Work instruction: Could you filter the records below and return each line that holds "Debug"?

Data provided:
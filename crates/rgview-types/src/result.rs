//! Classified search output records.

/// Half-open character-offset range of one highlighted run within a line's
/// content. Spans on a line are ordered and non-overlapping.
#[derive(Debug, Clone, Copy, PartialEq, Eq)]
pub struct MatchSpan {
    pub start: usize,
    pub end: usize,
}

impl MatchSpan {
    pub fn new(start: usize, end: usize) -> Self {
        Self { start, end }
    }

    pub fn len(&self) -> usize {
        self.end.saturating_sub(self.start)
    }

    pub fn is_empty(&self) -> bool {
        self.end <= self.start
    }
}

/// One classified line of search output. Immutable once produced.
#[derive(Debug, Clone, PartialEq, Eq)]
pub enum ResultLine {
    /// A matching line with its highlighted spans.
    Match {
        filename: String,
        line_number: u64,
        content: String,
        spans: Vec<MatchSpan>,
        /// Content was cut at the maximum surfaced length.
        truncated: bool,
    },
    /// A context line around a match. Carries no spans.
    Context {
        filename: String,
        line_number: u64,
        content: String,
        truncated: bool,
    },
    /// The tool's two-character divider between discontiguous context blocks.
    Separator,
    /// Non-result output (warnings, permission errors) surfaced verbatim.
    Diagnostic(String),
}

impl ResultLine {
    /// Filename for match and context records.
    pub fn filename(&self) -> Option<&str> {
        match self {
            ResultLine::Match { filename, .. } | ResultLine::Context { filename, .. } => {
                Some(filename)
            }
            _ => None,
        }
    }
}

Solved exercise:
#[derive(Debug, Clone, Copy, PartialEq, Eq)]
#[derive(Debug, Clone, PartialEq, Eq)]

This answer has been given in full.